* **Source material**:
=== Begin Enclosure ===
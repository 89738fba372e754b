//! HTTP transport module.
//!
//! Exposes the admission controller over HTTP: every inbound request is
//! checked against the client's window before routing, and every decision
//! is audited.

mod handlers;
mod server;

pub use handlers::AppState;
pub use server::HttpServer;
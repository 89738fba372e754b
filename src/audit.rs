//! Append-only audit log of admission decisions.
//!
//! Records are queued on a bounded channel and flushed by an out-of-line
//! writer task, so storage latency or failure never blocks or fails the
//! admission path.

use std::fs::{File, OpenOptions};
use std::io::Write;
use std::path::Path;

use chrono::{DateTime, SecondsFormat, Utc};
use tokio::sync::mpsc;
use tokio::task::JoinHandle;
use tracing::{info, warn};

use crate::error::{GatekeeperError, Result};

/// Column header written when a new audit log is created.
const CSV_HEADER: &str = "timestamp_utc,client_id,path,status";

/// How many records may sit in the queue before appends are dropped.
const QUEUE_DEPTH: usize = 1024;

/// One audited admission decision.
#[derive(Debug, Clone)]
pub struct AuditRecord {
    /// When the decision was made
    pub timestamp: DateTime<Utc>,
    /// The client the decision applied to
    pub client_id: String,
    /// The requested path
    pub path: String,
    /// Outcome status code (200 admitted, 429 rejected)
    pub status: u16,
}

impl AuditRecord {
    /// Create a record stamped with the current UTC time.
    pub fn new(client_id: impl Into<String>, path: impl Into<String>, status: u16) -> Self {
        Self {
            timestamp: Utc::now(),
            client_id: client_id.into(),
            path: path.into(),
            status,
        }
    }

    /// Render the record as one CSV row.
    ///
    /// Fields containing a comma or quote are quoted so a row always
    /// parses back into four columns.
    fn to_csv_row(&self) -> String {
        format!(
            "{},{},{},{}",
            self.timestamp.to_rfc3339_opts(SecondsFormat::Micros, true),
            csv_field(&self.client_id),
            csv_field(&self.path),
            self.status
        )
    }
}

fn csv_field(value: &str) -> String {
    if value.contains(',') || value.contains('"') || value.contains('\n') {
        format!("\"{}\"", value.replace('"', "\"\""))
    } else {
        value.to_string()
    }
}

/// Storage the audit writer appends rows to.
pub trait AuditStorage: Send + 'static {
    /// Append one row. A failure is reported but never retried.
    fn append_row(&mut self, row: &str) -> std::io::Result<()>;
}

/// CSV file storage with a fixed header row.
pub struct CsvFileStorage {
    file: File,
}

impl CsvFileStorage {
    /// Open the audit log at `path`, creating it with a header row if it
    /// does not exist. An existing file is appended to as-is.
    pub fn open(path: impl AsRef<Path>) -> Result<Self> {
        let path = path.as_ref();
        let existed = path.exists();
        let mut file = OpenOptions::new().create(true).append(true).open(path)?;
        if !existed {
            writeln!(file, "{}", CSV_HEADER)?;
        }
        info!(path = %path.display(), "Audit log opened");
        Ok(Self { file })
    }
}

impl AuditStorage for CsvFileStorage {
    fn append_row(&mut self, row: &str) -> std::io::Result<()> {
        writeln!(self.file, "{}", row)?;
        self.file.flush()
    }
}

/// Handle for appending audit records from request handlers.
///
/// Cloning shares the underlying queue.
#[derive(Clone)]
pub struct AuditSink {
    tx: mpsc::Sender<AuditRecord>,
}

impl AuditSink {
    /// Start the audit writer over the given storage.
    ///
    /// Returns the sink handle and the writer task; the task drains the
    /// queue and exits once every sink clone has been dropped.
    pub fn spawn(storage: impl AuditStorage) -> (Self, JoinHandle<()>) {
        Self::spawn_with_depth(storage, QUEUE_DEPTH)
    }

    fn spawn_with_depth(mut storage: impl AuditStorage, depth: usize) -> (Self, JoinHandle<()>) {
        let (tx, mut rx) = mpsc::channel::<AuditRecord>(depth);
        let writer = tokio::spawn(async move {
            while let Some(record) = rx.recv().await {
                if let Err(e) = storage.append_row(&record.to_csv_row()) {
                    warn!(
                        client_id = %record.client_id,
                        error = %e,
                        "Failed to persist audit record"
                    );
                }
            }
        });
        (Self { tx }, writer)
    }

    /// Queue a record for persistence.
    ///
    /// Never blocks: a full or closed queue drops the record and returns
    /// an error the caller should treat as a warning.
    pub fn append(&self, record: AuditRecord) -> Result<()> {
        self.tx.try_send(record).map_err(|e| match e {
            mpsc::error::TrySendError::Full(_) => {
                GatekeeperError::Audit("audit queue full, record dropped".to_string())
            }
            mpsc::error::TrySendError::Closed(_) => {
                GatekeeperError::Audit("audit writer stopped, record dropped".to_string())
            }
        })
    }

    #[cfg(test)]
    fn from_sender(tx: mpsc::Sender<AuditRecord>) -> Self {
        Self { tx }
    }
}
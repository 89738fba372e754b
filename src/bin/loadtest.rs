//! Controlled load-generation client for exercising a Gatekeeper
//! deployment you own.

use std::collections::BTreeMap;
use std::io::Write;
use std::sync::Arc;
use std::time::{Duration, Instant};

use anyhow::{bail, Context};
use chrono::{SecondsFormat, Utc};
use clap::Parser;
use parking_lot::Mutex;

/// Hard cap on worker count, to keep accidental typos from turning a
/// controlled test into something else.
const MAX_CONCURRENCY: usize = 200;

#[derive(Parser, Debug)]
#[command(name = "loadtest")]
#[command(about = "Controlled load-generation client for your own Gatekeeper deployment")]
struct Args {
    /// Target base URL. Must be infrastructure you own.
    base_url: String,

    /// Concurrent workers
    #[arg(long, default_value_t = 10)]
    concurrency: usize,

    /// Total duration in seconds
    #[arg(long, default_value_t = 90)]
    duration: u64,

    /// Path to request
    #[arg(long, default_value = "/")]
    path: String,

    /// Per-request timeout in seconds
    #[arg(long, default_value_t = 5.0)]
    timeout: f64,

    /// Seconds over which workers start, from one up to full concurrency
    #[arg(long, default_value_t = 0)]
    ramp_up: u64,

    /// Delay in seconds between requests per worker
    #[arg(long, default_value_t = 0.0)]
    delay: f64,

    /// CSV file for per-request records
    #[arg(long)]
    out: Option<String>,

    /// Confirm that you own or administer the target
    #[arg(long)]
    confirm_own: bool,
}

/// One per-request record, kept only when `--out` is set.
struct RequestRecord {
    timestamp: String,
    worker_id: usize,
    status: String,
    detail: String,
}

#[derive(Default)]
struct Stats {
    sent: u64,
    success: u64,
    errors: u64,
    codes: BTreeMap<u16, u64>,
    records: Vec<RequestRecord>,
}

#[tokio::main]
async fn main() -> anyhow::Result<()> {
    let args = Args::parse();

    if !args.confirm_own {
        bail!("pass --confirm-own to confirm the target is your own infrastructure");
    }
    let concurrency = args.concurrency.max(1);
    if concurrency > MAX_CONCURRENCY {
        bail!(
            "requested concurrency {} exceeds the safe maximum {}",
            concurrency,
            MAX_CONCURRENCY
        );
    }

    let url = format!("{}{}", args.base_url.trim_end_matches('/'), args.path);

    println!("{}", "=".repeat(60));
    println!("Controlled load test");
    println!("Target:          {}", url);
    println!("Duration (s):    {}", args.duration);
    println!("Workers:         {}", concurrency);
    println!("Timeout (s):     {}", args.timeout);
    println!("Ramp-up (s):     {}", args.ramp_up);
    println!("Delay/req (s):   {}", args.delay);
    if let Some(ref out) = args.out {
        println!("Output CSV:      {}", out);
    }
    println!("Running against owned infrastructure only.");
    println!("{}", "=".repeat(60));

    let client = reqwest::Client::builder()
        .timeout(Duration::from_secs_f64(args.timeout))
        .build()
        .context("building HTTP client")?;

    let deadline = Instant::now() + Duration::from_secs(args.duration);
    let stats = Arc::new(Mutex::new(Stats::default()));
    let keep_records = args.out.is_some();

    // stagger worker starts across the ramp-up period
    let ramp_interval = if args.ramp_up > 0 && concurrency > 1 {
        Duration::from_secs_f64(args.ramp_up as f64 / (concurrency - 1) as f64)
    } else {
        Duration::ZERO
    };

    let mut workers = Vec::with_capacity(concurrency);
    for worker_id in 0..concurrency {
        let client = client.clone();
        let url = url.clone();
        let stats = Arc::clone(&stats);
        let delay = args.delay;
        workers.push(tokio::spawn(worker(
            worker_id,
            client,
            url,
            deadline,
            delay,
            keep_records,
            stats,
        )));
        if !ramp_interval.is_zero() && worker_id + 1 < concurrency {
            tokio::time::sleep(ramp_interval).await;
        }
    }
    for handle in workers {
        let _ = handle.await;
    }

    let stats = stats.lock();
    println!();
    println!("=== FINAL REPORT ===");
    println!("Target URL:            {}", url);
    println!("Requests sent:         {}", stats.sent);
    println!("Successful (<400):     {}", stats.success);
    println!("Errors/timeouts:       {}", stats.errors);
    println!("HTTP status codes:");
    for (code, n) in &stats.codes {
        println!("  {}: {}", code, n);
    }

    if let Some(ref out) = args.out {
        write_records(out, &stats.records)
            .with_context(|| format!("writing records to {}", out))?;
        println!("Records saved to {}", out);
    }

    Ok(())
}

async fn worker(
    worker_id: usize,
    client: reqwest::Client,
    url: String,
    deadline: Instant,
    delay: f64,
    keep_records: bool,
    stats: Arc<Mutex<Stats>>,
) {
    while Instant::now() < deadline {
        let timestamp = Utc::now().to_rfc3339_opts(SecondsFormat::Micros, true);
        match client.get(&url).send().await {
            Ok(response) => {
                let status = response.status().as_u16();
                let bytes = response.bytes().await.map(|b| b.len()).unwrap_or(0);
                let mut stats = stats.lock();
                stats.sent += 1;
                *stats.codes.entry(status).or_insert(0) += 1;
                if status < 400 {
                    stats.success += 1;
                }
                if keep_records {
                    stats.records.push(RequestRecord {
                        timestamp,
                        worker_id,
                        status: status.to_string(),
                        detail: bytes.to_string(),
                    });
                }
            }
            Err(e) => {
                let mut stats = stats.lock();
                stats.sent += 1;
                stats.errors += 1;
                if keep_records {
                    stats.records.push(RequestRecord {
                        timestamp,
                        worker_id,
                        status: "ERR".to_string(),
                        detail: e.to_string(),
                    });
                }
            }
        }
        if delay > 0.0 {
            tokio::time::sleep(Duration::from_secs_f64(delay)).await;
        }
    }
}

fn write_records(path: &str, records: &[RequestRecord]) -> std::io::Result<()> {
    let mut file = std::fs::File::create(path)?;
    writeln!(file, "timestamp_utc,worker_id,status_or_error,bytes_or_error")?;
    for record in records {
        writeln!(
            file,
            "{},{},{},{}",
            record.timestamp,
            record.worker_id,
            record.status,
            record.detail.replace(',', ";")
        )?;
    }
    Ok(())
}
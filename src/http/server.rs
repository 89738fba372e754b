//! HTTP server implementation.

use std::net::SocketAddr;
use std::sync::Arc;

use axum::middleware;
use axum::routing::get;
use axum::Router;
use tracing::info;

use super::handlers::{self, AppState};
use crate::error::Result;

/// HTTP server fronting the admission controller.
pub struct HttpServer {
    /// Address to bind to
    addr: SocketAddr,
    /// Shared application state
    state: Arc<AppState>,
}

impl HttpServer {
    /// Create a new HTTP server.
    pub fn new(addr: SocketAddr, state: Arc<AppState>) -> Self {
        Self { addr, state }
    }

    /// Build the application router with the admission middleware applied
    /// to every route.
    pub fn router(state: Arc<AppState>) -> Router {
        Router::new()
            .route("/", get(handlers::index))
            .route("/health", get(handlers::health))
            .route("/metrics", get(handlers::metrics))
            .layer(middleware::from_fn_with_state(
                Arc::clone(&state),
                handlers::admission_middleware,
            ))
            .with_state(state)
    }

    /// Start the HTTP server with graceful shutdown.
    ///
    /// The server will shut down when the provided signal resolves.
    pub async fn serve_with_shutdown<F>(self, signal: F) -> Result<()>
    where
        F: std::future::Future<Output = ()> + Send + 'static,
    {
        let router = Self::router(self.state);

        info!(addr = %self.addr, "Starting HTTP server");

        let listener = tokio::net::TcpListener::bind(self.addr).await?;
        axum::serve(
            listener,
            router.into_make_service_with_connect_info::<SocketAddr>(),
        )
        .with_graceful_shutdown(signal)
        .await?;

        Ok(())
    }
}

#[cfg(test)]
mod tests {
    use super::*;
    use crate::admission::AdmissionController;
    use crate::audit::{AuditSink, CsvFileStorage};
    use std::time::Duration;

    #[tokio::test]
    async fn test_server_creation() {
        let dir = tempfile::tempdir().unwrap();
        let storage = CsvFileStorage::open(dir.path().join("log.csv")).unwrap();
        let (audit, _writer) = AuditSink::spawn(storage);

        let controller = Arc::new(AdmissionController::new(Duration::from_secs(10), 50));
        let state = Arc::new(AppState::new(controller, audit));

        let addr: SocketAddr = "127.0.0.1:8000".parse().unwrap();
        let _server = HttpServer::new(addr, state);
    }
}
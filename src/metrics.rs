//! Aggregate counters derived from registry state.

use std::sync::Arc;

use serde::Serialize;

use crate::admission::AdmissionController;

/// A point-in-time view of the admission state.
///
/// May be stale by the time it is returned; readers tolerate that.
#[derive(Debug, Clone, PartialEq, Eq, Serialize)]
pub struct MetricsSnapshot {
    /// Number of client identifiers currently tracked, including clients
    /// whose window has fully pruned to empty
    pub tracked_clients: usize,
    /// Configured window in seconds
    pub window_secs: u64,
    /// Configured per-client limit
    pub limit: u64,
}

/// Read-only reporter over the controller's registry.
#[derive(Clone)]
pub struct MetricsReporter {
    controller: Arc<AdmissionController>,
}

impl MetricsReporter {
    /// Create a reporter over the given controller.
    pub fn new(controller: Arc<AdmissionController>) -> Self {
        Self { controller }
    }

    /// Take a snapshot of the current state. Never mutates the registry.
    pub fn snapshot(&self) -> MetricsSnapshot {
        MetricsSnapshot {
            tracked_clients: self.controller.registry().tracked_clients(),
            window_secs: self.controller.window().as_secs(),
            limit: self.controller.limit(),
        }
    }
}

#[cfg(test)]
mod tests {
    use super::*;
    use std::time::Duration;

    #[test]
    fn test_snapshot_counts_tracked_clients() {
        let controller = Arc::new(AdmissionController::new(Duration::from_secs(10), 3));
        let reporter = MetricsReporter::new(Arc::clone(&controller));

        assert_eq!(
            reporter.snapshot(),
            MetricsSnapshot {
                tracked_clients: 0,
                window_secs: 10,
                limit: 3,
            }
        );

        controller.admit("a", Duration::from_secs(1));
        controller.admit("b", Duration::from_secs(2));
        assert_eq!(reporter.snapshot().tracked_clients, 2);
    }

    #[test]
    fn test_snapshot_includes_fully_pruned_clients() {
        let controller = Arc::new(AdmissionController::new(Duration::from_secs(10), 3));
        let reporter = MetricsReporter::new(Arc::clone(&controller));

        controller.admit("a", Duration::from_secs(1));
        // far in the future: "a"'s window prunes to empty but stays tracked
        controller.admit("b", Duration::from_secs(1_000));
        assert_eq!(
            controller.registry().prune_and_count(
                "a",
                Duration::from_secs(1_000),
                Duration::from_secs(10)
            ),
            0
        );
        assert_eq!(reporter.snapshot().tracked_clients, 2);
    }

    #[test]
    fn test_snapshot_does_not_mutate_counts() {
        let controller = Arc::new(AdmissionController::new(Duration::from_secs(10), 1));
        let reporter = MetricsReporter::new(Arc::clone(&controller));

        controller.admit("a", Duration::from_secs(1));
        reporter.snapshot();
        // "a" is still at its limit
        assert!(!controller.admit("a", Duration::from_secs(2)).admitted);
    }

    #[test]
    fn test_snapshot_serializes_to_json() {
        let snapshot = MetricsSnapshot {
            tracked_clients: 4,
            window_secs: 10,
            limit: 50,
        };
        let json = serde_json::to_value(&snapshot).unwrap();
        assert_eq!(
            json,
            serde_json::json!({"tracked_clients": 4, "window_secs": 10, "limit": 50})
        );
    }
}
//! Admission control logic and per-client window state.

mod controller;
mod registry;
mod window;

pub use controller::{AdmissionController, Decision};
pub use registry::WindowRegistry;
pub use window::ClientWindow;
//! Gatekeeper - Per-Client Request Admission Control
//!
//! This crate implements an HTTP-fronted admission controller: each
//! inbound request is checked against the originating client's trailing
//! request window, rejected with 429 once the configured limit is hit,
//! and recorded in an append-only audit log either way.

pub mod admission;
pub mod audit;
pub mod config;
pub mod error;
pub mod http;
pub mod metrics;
=== End Enclosure ===
* **Required action**: Copy the lines of the data above exactly as written, beginning with the line containing "let (tx, mut" and ending with the line containing "fn from_sender(tx: mpsc::Sender<AuditRecord>)", and leave out all other lines.

* **Response**:
        let (tx, mut rx) = mpsc::channel::<AuditRecord>(depth);
        let writer = tokio::spawn(async move {
            while let Some(record) = rx.recv().await {
                if let Err(e) = storage.append_row(&record.to_csv_row()) {
                    warn!(
                        client_id = %record.client_id,
                        error = %e,
                        "Failed to persist audit record"
                    );
                }
            }
        });
        (Self { tx }, writer)
    }

    /// Queue a record for persistence.
    ///
    /// Never blocks: a full or closed queue drops the record and returns
    /// an error the caller should treat as a warning.
    pub fn append(&self, record: AuditRecord) -> Result<()> {
        self.tx.try_send(record).map_err(|e| match e {
            mpsc::error::TrySendError::Full(_) => {
                GatekeeperError::Audit("audit queue full, record dropped".to_string())
            }
            mpsc::error::TrySendError::Closed(_) => {
                GatekeeperError::Audit("audit writer stopped, record dropped".to_string())
            }
        })
    }

    #[cfg(test)]
    fn from_sender(tx: mpsc::Sender<AuditRecord>) -> Self {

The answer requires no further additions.